* Murray Goulburn board recommends Saputo buyout
* Offer of A$1.10 and A$1.15 per MG share vs Thursday close A$0.83
* MG units listed for A$2.10 in 2015
* MG shares surged 14 pct before paring gains to trade down 1 pct (New throughout, adds Saputo comment, updates share price, adds background)
By Tom Westbrook and Byron Kaye
SYDNEY, Oct 27 (Reuters) - Canada’s biggest cheesemaker Saputo Inc has agreed to buy debt-ridden Murray Goulburn Co-operative for up to $490 million, becoming Australia’s top milk producer and expanding its access to China.
The deal rescues Murray Goulburn, the maker of Devondale milk and cheese after a disastrous foray into China, where sales were not as strong as hoped for.

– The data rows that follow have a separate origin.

//! On-disk record layout.
//!
//! A container is one flat file. All integers are little-endian and 4 bytes
//! wide. Offsets are absolute positions in the container, stored as signed
//! values where `-1` means "no node".
//!
//! ```text
//! Header           [deletesCount:4]
//! DirectoryNode    [parent:4][prev:4][next:4][size:4][firstDir:4][firstFile:4][name]
//! FileNode         [parent:4][prev:4][next:4][blocks:4][contentLen:4][name][blocks...]
//! Name             [byteLen: 7-bit varint][UTF-8 bytes]
//! ```
//!
//! The root directory always sits right after the header, at [`ROOT_OFFSET`].
//! Node views are transient: every read materializes a fresh struct from disk.

use oxifs_core::error::{OxiFsError, Result};
use std::io::{Read, Seek, SeekFrom, Write};

/// Length of the container header.
pub const HEADER_LEN: u64 = 4;

/// Offset of the root directory record.
pub const ROOT_OFFSET: u32 = HEADER_LEN as u32;

/// Name of the root directory.
pub const ROOT_NAME: &str = "/";

/// On-disk value of an absent link.
pub const NO_LINK: i32 = -1;

/// Longest accepted name, in UTF-8 bytes.
pub const MAX_NAME_LEN: usize = 255;

/// Largest offset or length representable in a signed 32-bit field.
pub const MAX_CONTAINER_LEN: u64 = i32::MAX as u64;

/// Field positions relative to the start of a node record.
pub mod field {
    /// Parent directory link (both node kinds).
    pub const PARENT: u64 = 0;
    /// Previous sibling link (both node kinds).
    pub const PREV: u64 = 4;
    /// Next sibling link (both node kinds).
    pub const NEXT: u64 = 8;
    /// Directory: aggregate size of the subtree.
    pub const DIR_SIZE: u64 = 12;
    /// Directory: head of the child directory list.
    pub const FIRST_DIR: u64 = 16;
    /// Directory: head of the child file list.
    pub const FIRST_FILE: u64 = 20;
    /// Directory: start of the name.
    pub const DIR_NAME: u64 = 24;
    /// File: number of block records.
    pub const FILE_BLOCKS: u64 = 12;
    /// File: byte length of all block records.
    pub const FILE_CONTENT_LEN: u64 = 16;
    /// File: start of the name.
    pub const FILE_NAME: u64 = 20;
}

#[inline]
fn le_u32(buf: &[u8], at: usize) -> u32 {
    u32::from_le_bytes([buf[at], buf[at + 1], buf[at + 2], buf[at + 3]])
}

fn link_from_raw(raw: u32, at: u64) -> Result<Option<u32>> {
    match raw as i32 {
        NO_LINK => Ok(None),
        value if value < ROOT_OFFSET as i32 => Err(OxiFsError::corrupted(
            at,
            format!("link {value} points outside the node area"),
        )),
        value => Ok(Some(value as u32)),
    }
}

fn link_to_raw(link: Option<u32>) -> Result<i32> {
    match link {
        None => Ok(NO_LINK),
        Some(offset) => i32::try_from(offset).map_err(|_| OxiFsError::ContainerTooLarge {
            length: offset as u64,
        }),
    }
}

fn push_link(out: &mut Vec<u8>, link: Option<u32>) -> Result<()> {
    out.extend_from_slice(&link_to_raw(link)?.to_le_bytes());
    Ok(())
}

/// Read a 4-byte unsigned value at `pos`.
pub fn read_u32_at<R: Read + Seek>(reader: &mut R, pos: u64) -> Result<u32> {
    reader.seek(SeekFrom::Start(pos))?;
    let mut buf = [0u8; 4];
    reader.read_exact(&mut buf)?;
    Ok(u32::from_le_bytes(buf))
}

/// Write a 4-byte unsigned value at `pos`.
pub fn write_u32_at<W: Write + Seek>(writer: &mut W, pos: u64, value: u32) -> Result<()> {
    writer.seek(SeekFrom::Start(pos))?;
    writer.write_all(&value.to_le_bytes())?;
    Ok(())
}

/// Read a link field at `pos`.
pub fn read_link_at<R: Read + Seek>(reader: &mut R, pos: u64) -> Result<Option<u32>> {
    let raw = read_u32_at(reader, pos)?;
    link_from_raw(raw, pos)
}

/// Write a link field at `pos`.
pub fn write_link_at<W: Write + Seek>(writer: &mut W, pos: u64, link: Option<u32>) -> Result<()> {
    writer.seek(SeekFrom::Start(pos))?;
    writer.write_all(&link_to_raw(link)?.to_le_bytes())?;
    Ok(())
}

/// Reject names that cannot be stored or looked up.
pub fn validate_name(name: &str) -> Result<()> {
    if name.is_empty() {
        return Err(OxiFsError::invalid_name(name, "name is empty"));
    }
    if name.len() > MAX_NAME_LEN {
        return Err(OxiFsError::invalid_name(name, "name exceeds 255 bytes"));
    }
    if name == "." || name == ".." {
        return Err(OxiFsError::invalid_name(name, "name is reserved"));
    }
    if name.contains(['/', '\\']) {
        return Err(OxiFsError::invalid_name(name, "name contains a path separator"));
    }
    Ok(())
}

/// Append a length-prefixed name.
pub fn encode_name(name: &str, out: &mut Vec<u8>) {
    let mut len = name.len();
    loop {
        let byte = (len & 0x7F) as u8;
        len >>= 7;
        if len == 0 {
            out.push(byte);
            break;
        }
        out.push(byte | 0x80);
    }
    out.extend_from_slice(name.as_bytes());
}

/// Encoded length of a name including its prefix.
pub fn encoded_name_len(name: &str) -> usize {
    let mut prefix = 1;
    let mut len = name.len() >> 7;
    while len > 0 {
        prefix += 1;
        len >>= 7;
    }
    prefix + name.len()
}

/// Read a length-prefixed name from the current position.
pub fn read_name<R: Read>(reader: &mut R, at: u64) -> Result<String> {
    let mut len = 0usize;
    let mut shift = 0;
    loop {
        let mut byte = [0u8; 1];
        reader.read_exact(&mut byte)?;
        len |= ((byte[0] & 0x7F) as usize) << shift;
        if byte[0] & 0x80 == 0 {
            break;
        }
        shift += 7;
        if shift > 28 {
            return Err(OxiFsError::corrupted(at, "name length prefix too long"));
        }
    }
    if len > MAX_NAME_LEN {
        return Err(OxiFsError::corrupted(at, format!("name length {len} exceeds limit")));
    }

    let mut bytes = vec![0u8; len];
    reader.read_exact(&mut bytes)?;
    String::from_utf8(bytes).map_err(|_| OxiFsError::corrupted(at, "name is not valid UTF-8"))
}

/// Container header.
#[derive(Debug, Clone, Copy, PartialEq, Eq, Default)]
pub struct Header {
    /// Removals since the last compaction.
    pub deletes_count: u32,
}

impl Header {
    /// Read the header at offset 0.
    pub fn read<R: Read + Seek>(reader: &mut R) -> Result<Self> {
        Ok(Self {
            deletes_count: read_u32_at(reader, 0)?,
        })
    }

    /// Write the header at offset 0.
    pub fn write<W: Write + Seek>(&self, writer: &mut W) -> Result<()> {
        write_u32_at(writer, 0, self.deletes_count)
    }
}

/// Transient view of a directory record.
#[derive(Debug, Clone, PartialEq, Eq)]
pub struct DirectoryNode {
    /// Offset of this record.
    pub offset: u32,
    /// Parent directory; `None` only for the root.
    pub parent: Option<u32>,
    /// Previous directory in the parent's directory list.
    pub prev: Option<u32>,
    /// Next directory in the parent's directory list.
    pub next: Option<u32>,
    /// Bytes charged to every file in this subtree.
    pub size: u32,
    /// Head of the child directory list.
    pub first_dir: Option<u32>,
    /// Head of the child file list.
    pub first_file: Option<u32>,
    /// Directory name.
    pub name: String,
}

impl DirectoryNode {
    /// Fixed part of the record, before the name.
    pub const FIXED_LEN: usize = 24;

    /// A fresh, empty directory record to be placed at `offset`.
    pub fn new(
        offset: u32,
        parent: Option<u32>,
        prev: Option<u32>,
        name: impl Into<String>,
    ) -> Self {
        Self {
            offset,
            parent,
            prev,
            next: None,
            size: 0,
            first_dir: None,
            first_file: None,
            name: name.into(),
        }
    }

    /// Read the record at `offset`.
    pub fn read<R: Read + Seek>(reader: &mut R, offset: u32) -> Result<Self> {
        let at = offset as u64;
        reader.seek(SeekFrom::Start(at))?;
        let mut buf = [0u8; Self::FIXED_LEN];
        reader.read_exact(&mut buf)?;

        Ok(Self {
            offset,
            parent: link_from_raw(le_u32(&buf, 0), at + field::PARENT)?,
            prev: link_from_raw(le_u32(&buf, 4), at + field::PREV)?,
            next: link_from_raw(le_u32(&buf, 8), at + field::NEXT)?,
            size: le_u32(&buf, 12),
            first_dir: link_from_raw(le_u32(&buf, 16), at + field::FIRST_DIR)?,
            first_file: link_from_raw(le_u32(&buf, 20), at + field::FIRST_FILE)?,
            name: read_name(reader, at + field::DIR_NAME)?,
        })
    }

    /// Serialize the record (without its offset).
    pub fn to_bytes(&self) -> Result<Vec<u8>> {
        let mut out = Vec::with_capacity(self.record_len());
        push_link(&mut out, self.parent)?;
        push_link(&mut out, self.prev)?;
        push_link(&mut out, self.next)?;
        out.extend_from_slice(&self.size.to_le_bytes());
        push_link(&mut out, self.first_dir)?;
        push_link(&mut out, self.first_file)?;
        encode_name(&self.name, &mut out);
        Ok(out)
    }

    /// Total record length.
    pub fn record_len(&self) -> usize {
        Self::FIXED_LEN + encoded_name_len(&self.name)
    }

    /// True for the root directory.
    pub fn is_root(&self) -> bool {
        self.parent.is_none()
    }

    /// True when the directory has no live children.
    pub fn is_empty(&self) -> bool {
        self.first_dir.is_none() && self.first_file.is_none()
    }
}

/// Transient view of a file record.
#[derive(Debug, Clone, PartialEq, Eq)]
pub struct FileNode {
    /// Offset of this record.
    pub offset: u32,
    /// Containing directory.
    pub parent: u32,
    /// Previous file in the parent's file list.
    pub prev: Option<u32>,
    /// Next file in the parent's file list.
    pub next: Option<u32>,
    /// Number of block records.
    pub blocks_count: u32,
    /// Byte length of all block records.
    pub content_len: u32,
    /// File name.
    pub name: String,
}

impl FileNode {
    /// Fixed part of the record, before the name.
    pub const FIXED_LEN: usize = 20;

    /// Read the record at `offset`.
    pub fn read<R: Read + Seek>(reader: &mut R, offset: u32) -> Result<Self> {
        let at = offset as u64;
        reader.seek(SeekFrom::Start(at))?;
        let mut buf = [0u8; Self::FIXED_LEN];
        reader.read_exact(&mut buf)?;

        let parent = link_from_raw(le_u32(&buf, 0), at + field::PARENT)?
            .ok_or_else(|| OxiFsError::corrupted(at, "file record without parent"))?;

        Ok(Self {
            offset,
            parent,
            prev: link_from_raw(le_u32(&buf, 4), at + field::PREV)?,
            next: link_from_raw(le_u32(&buf, 8), at + field::NEXT)?,
            blocks_count: le_u32(&buf, 12),
            content_len: le_u32(&buf, 16),
            name: read_name(reader, at + field::FILE_NAME)?,
        })
    }

    /// Serialize the record header and name (block records follow separately).
    pub fn header_bytes(&self) -> Result<Vec<u8>> {
        let mut out = Vec::with_capacity(self.header_len());
        push_link(&mut out, Some(self.parent))?;
        push_link(&mut out, self.prev)?;
        push_link(&mut out, self.next)?;
        out.extend_from_slice(&self.blocks_count.to_le_bytes());
        out.extend_from_slice(&self.content_len.to_le_bytes());
        encode_name(&self.name, &mut out);
        Ok(out)
    }

    /// Length of the header and name.
    pub fn header_len(&self) -> usize {
        Self::FIXED_LEN + encoded_name_len(&self.name)
    }

    /// Offset of the first block record.
    pub fn content_offset(&self) -> u64 {
        self.offset as u64 + self.header_len() as u64
    }

    /// Offset just past the last block record.
    pub fn end_offset(&self) -> u64 {
        self.content_offset() + self.content_len as u64
    }
}
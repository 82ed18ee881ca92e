//! Block records.
//!
//! File content is split into fixed-size chunks. Each chunk is stored as a
//! self-contained record with its own Huffman tree:
//!
//! ```text
//! [checksum:4][uncompressedLen:4][treeLen:4][tree bytes][encodedLen:4][encoded bytes]
//! ```
//!
//! The checksum covers the uncompressed chunk, so a record is only trusted
//! after it has been decoded and the checksum recomputed.

use oxifs_core::checksum::BlockChecksum;
use oxifs_core::config::MAX_BLOCK_SIZE;
use oxifs_core::error::{OxiFsError, Result};
use oxifs_huffman::{BYTE_VALUES, HuffmanTree};
use std::io::{Read, Seek, SeekFrom};

/// Fixed bytes of a block record besides the tree and encoded payloads.
pub const BLOCK_OVERHEAD: usize = 16;

/// Longest serialized tree: one flag/value pair per node of a full tree.
pub const MAX_TREE_LEN: usize = 2 * (2 * BYTE_VALUES - 1);

/// A block record held in memory.
#[derive(Debug, Clone, PartialEq, Eq)]
pub struct BlockRecord {
    /// Checksum of the uncompressed chunk.
    pub checksum: u32,
    /// Length of the uncompressed chunk.
    pub uncompressed_len: u32,
    /// Serialized Huffman tree.
    pub tree_bytes: Vec<u8>,
    /// Packed Huffman bits.
    pub encoded_bytes: Vec<u8>,
}

impl BlockRecord {
    /// Compress one chunk of file content.
    pub fn compress(chunk: &[u8]) -> Result<Self> {
        let tree = HuffmanTree::build(chunk);
        let encoded_bytes = tree.encode(chunk)?;
        Ok(Self {
            checksum: BlockChecksum::compute(chunk),
            uncompressed_len: chunk.len() as u32,
            tree_bytes: tree.to_bytes(),
            encoded_bytes,
        })
    }

    /// Length of the record on disk.
    pub fn record_len(&self) -> usize {
        BLOCK_OVERHEAD + self.tree_bytes.len() + self.encoded_bytes.len()
    }

    /// Append the on-disk form of the record.
    pub fn write_to(&self, out: &mut Vec<u8>) {
        out.extend_from_slice(&self.checksum.to_le_bytes());
        out.extend_from_slice(&self.uncompressed_len.to_le_bytes());
        out.extend_from_slice(&(self.tree_bytes.len() as u32).to_le_bytes());
        out.extend_from_slice(&self.tree_bytes);
        out.extend_from_slice(&(self.encoded_bytes.len() as u32).to_le_bytes());
        out.extend_from_slice(&self.encoded_bytes);
    }

    /// Read the record at `offset`, returning it with the offset of the next record.
    pub fn read<R: Read + Seek>(reader: &mut R, offset: u64, end: u64) -> Result<(Self, u64)> {
        let location = BlockLocation::read(reader, offset, end)?;

        let mut tree_bytes = vec![0u8; location.tree_len as usize];
        reader.seek(SeekFrom::Start(location.tree_offset))?;
        reader.read_exact(&mut tree_bytes)?;

        let mut encoded_bytes = vec![0u8; location.encoded_len as usize];
        reader.seek(SeekFrom::Start(location.encoded_offset))?;
        reader.read_exact(&mut encoded_bytes)?;

        let record = Self {
            checksum: location.checksum,
            uncompressed_len: location.uncompressed_len,
            tree_bytes,
            encoded_bytes,
        };
        Ok((record, location.next_offset))
    }

    /// Decode the chunk without checking the checksum.
    pub fn decode(&self) -> Result<Vec<u8>> {
        let tree = HuffmanTree::from_bytes(&self.tree_bytes)?;
        tree.decode(&self.encoded_bytes, self.uncompressed_len as usize)
    }

    /// Decode the chunk and verify it against the stored checksum.
    ///
    /// `offset` is only used to locate the fault in the error.
    pub fn decode_verified(&self, offset: u64) -> Result<Vec<u8>> {
        let data = self.decode()?;
        let computed = BlockChecksum::compute(&data);
        if computed != self.checksum {
            return Err(OxiFsError::checksum_mismatch(offset, self.checksum, computed));
        }
        Ok(data)
    }
}

/// Position and header fields of a block record on disk.
#[derive(Debug, Clone, Copy, PartialEq, Eq)]
pub struct BlockLocation {
    /// Offset of the record.
    pub offset: u64,
    /// Stored checksum.
    pub checksum: u32,
    /// Stored uncompressed length.
    pub uncompressed_len: u32,
    /// Offset of the serialized tree.
    pub tree_offset: u64,
    /// Length of the serialized tree.
    pub tree_len: u32,
    /// Offset of the encoded bits.
    pub encoded_offset: u64,
    /// Length of the encoded bits.
    pub encoded_len: u32,
    /// Offset just past the record.
    pub next_offset: u64,
}

impl BlockLocation {
    /// Read and bounds-check the header fields of the record at `offset`.
    pub fn read<R: Read + Seek>(reader: &mut R, offset: u64, end: u64) -> Result<Self> {
        let out_of_range =
            || OxiFsError::corrupted(offset, "block record extends past container end");

        if offset + 12 > end {
            return Err(out_of_range());
        }
        reader.seek(SeekFrom::Start(offset))?;
        let mut head = [0u8; 12];
        reader.read_exact(&mut head)?;
        let checksum = u32::from_le_bytes([head[0], head[1], head[2], head[3]]);
        let uncompressed_len = u32::from_le_bytes([head[4], head[5], head[6], head[7]]);
        let tree_len = u32::from_le_bytes([head[8], head[9], head[10], head[11]]);

        if uncompressed_len as usize > MAX_BLOCK_SIZE {
            return Err(OxiFsError::corrupted(
                offset,
                format!("block length {uncompressed_len} exceeds limit"),
            ));
        }
        if tree_len as usize > MAX_TREE_LEN {
            return Err(OxiFsError::malformed_tree(format!(
                "tree of {tree_len} bytes at offset {offset}"
            )));
        }

        let tree_offset = offset + 12;
        let encoded_len_at = tree_offset + tree_len as u64;
        if encoded_len_at + 4 > end {
            return Err(out_of_range());
        }
        reader.seek(SeekFrom::Start(encoded_len_at))?;
        let mut len = [0u8; 4];
        reader.read_exact(&mut len)?;
        let encoded_len = u32::from_le_bytes(len);

        let encoded_offset = encoded_len_at + 4;
        let next_offset = encoded_offset + encoded_len as u64;
        if next_offset > end {
            return Err(out_of_range());
        }

        Ok(Self {
            offset,
            checksum,
            uncompressed_len,
            tree_offset,
            tree_len,
            encoded_offset,
            encoded_len,
            next_offset,
        })
    }
}

/// Split `data` into `block_size` chunks and compress each one.
///
/// Empty input yields no blocks.
#[cfg(not(feature = "parallel"))]
pub fn compress_blocks(data: &[u8], block_size: usize) -> Result<Vec<BlockRecord>> {
    data.chunks(block_size).map(BlockRecord::compress).collect()
}

/// Split `data` into `block_size` chunks and compress them in parallel.
///
/// Empty input yields no blocks. Record order matches chunk order.
#[cfg(feature = "parallel")]
pub fn compress_blocks(data: &[u8], block_size: usize) -> Result<Vec<BlockRecord>> {
    use rayon::prelude::*;

    data.par_chunks(block_size).map(BlockRecord::compress).collect()
}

Including Murray Goulburn’s debt, the deal value rises to about A$1.3 billion ($990 million).
Saputo, whose brands include Dairyland milk and Armstrong cheese, will gain Melbourne-based Murray Goulburn’s production facilities in addition to the Warrnambool Cheese and Butter (WCB) factories and brands it bought in 2014 and 2017 for roughly A$500 million.
Growth by acquisition has been Saputo’s major strategy for years, including forays into the United States, as expansion in Canada is limited by a supply management system that discourages trade. Saputo stock jumped 4 percent in Toronto to C$46.77 in a flat overall market.
“Saputo will achieve substantial synergies from merging MG with WCB and its existing global operations,” Morgans analyst Belinda Moore said in a note.
Chief Executive Officer Lino Saputo Jr. said in a statement the company is investing in Australia for the long term.
The Canadian firm will command just over half of Australia’s milk powder market, adding Murray Goulburn’s 42 percent share to WCB’s 9.8 percent, according to data from IBISWorld. Murray Goulburn is the country’s third-biggest producer of milk and cream.
“MG has reached a position where as an independent company, its debt was simply too high,” Murray Goulburn Chairman John Spark said in a statement pledging the board’s unanimous support for the buyout.
“The transaction represents the best available outcome.”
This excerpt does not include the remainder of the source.